Given the records below, transcribe each of them exactly.

**MATERIAL FOR THE TASK**
⁂
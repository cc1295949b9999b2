use thiserror::Error;

/// Library-level error type.
///
/// Out-of-range lookups are not errors: they return `None`. Only configuration
/// the engine refuses to lay out, and scene loading failures, surface here.
#[derive(Debug, Error)]
pub enum LayoutError {
    #[error("Invalid column count: {column_count} (must be greater than 0)")]
    InvalidColumnCount { column_count: usize },

    #[error("Scene I/O error: {0}")]
    Io(#[from] std::io::Error),

    #[error("Scene format error: {0}")]
    SceneFormat(#[from] serde_json::Error),
}

#[cfg(test)]
mod tests {
    use super::*;

    #[test]
    fn test_invalid_column_count_message_names_value() {
        let err = LayoutError::InvalidColumnCount { column_count: 0 };
        assert_eq!(
            err.to_string(),
            "Invalid column count: 0 (must be greater than 0)"
        );
    }

    #[test]
    fn test_json_error_converts() {
        let json_err = serde_json::from_str::<u32>("nope").unwrap_err();
        let err: LayoutError = json_err.into();
        assert!(matches!(err, LayoutError::SceneFormat(_)));
    }
}
mod config;
mod demo;

use anyhow::{Context, Result};
use tracing::{info, warn};
use tracing_subscriber::{layer::SubscriberExt, util::SubscriberInitExt, EnvFilter};

use waterfall::{Rect, Scene, Size, WaterfallLayout};

use crate::config::Config;
use crate::demo::{demo_scene, DemoReport};

fn main() -> Result<()> {
    let config = Config::from_env()?;

    // Logs go to stderr so stdout carries only the JSON report.
    tracing_subscriber::registry()
        .with(EnvFilter::try_from_default_env().unwrap_or_else(|_| {
            EnvFilter::new(format!("{}={}", env!("CARGO_PKG_NAME"), &config.rust_log))
        }))
        .with(tracing_subscriber::fmt::layer().with_writer(std::io::stderr))
        .init();

    info!("Starting waterfall demo v{}", env!("CARGO_PKG_VERSION"));

    let scene = match &config.scene_path {
        Some(path) => Scene::load(path)
            .with_context(|| format!("Failed to load scene from {}", path.display()))?,
        None => demo_scene(config.column_count, config.demo_items, config.demo_seed),
    };
    if scene.sections.is_empty() {
        warn!("Scene has no sections; content will be empty");
    }

    let mut layout = WaterfallLayout::new(scene.layout.clone()).with_overrides(scene.overrides());
    layout.set_viewport(Size::new(config.viewport_width, config.viewport_height));
    layout.prepare(&scene).context("Layout pass failed")?;

    let content_size = layout.content_size();
    info!(
        sections = scene.sections.len(),
        items = scene.total_items(),
        width = content_size.width,
        height = content_size.height,
        "Layout prepared"
    );

    let viewport = Rect::new(0.0, 0.0, config.viewport_width, config.viewport_height);
    let visible = layout.elements_in_rect(&viewport);
    info!(visible = visible.len(), "First screen queried");

    let elements = layout
        .result()
        .map(|r| r.elements.as_slice())
        .unwrap_or_default();
    let report = DemoReport {
        content_size,
        total_elements: elements.len(),
        visible,
        elements,
    };
    println!("{}", serde_json::to_string_pretty(&report)?);

    Ok(())
}
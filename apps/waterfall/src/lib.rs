//! Waterfall (masonry) layout engine.
//!
//! Items grouped into sections are placed into equal-width columns, each item
//! going into the currently shortest column and scaled to the column width. A
//! coarse union-rect index then answers "what is visible in this rectangle".
//!
//! The crate performs no rendering and no I/O beyond optional scene loading.
//! Everything is synchronous and single-threaded; the host serializes calls.

pub mod errors;
pub mod layout;

pub use errors::LayoutError;
pub use layout::*;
⁂
**TASK SOLUTION**
repository cc1295949b9999b2
use thiserror::Error;

/// Library-level error type.
///
/// Out-of-range lookups are not errors: they return `None`. Only configuration
/// the engine refuses to lay out, and scene loading failures, surface here.
#[derive(Debug, Error)]
pub enum LayoutError {
    #[error("Invalid column count: {column_count} (must be greater than 0)")]
    InvalidColumnCount { column_count: usize },

    #[error("Scene I/O error: {0}")]
    Io(#[from] std::io::Error),

    #[error("Scene format error: {0}")]
    SceneFormat(#[from] serde_json::Error),
}

#[cfg(test)]
mod tests {
    use super::*;

    #[test]
    fn test_invalid_column_count_message_names_value() {
        let err = LayoutError::InvalidColumnCount { column_count: 0 };
        assert_eq!(
            err.to_string(),
            "Invalid column count: 0 (must be greater than 0)"
        );
    }

    #[test]
    fn test_json_error_converts() {
        let json_err = serde_json::from_str::<u32>("nope").unwrap_err();
        let err: LayoutError = json_err.into();
        assert!(matches!(err, LayoutError::SceneFormat(_)));
    }
}
mod config;
mod demo;

use anyhow::{Context, Result};
use tracing::{info, warn};
use tracing_subscriber::{layer::SubscriberExt, util::SubscriberInitExt, EnvFilter};

use waterfall::{Rect, Scene, Size, WaterfallLayout};

use crate::config::Config;
use crate::demo::{demo_scene, DemoReport};

fn main() -> Result<()> {
    let config = Config::from_env()?;

    // Logs go to stderr so stdout carries only the JSON report.
    tracing_subscriber::registry()
        .with(EnvFilter::try_from_default_env().unwrap_or_else(|_| {
            EnvFilter::new(format!("{}={}", env!("CARGO_PKG_NAME"), &config.rust_log))
        }))
        .with(tracing_subscriber::fmt::layer().with_writer(std::io::stderr))
        .init();

    info!("Starting waterfall demo v{}", env!("CARGO_PKG_VERSION"));

    let scene = match &config.scene_path {
        Some(path) => Scene::load(path)
            .with_context(|| format!("Failed to load scene from {}", path.display()))?,
        None => demo_scene(config.column_count, config.demo_items, config.demo_seed),
    };
    if scene.sections.is_empty() {
        warn!("Scene has no sections; content will be empty");
    }

    let mut layout = WaterfallLayout::new(scene.layout.clone()).with_overrides(scene.overrides());
    layout.set_viewport(Size::new(config.viewport_width, config.viewport_height));
    layout.prepare(&scene).context("Layout pass failed")?;

    let content_size = layout.content_size();
    info!(
        sections = scene.sections.len(),
        items = scene.total_items(),
        width = content_size.width,
        height = content_size.height,
        "Layout prepared"
    );

    let viewport = Rect::new(0.0, 0.0, config.viewport_width, config.viewport_height);
    let visible = layout.elements_in_rect(&viewport);
    info!(visible = visible.len(), "First screen queried");

    let elements = layout
        .result()
        .map(|r| r.elements.as_slice())
        .unwrap_or_default();
    let report = DemoReport {
        content_size,
        total_elements: elements.len(),
        visible,
        elements,
    };
    println!("{}", serde_json::to_string_pretty(&report)?);

    Ok(())
}
filename apps/waterfall/src/lib.rs
//! Waterfall (masonry) layout engine.
//!
//! Items grouped into sections are placed into equal-width columns, each item
//! going into the currently shortest column and scaled to the column width. A
//! coarse union-rect index then answers "what is visible in this rectangle".
//!
//! The crate performs no rendering and no I/O beyond optional scene loading.
//! Everything is synchronous and single-threaded; the host serializes calls.

pub mod errors;
pub mod layout;

pub use errors::LayoutError;
pub use layout::*;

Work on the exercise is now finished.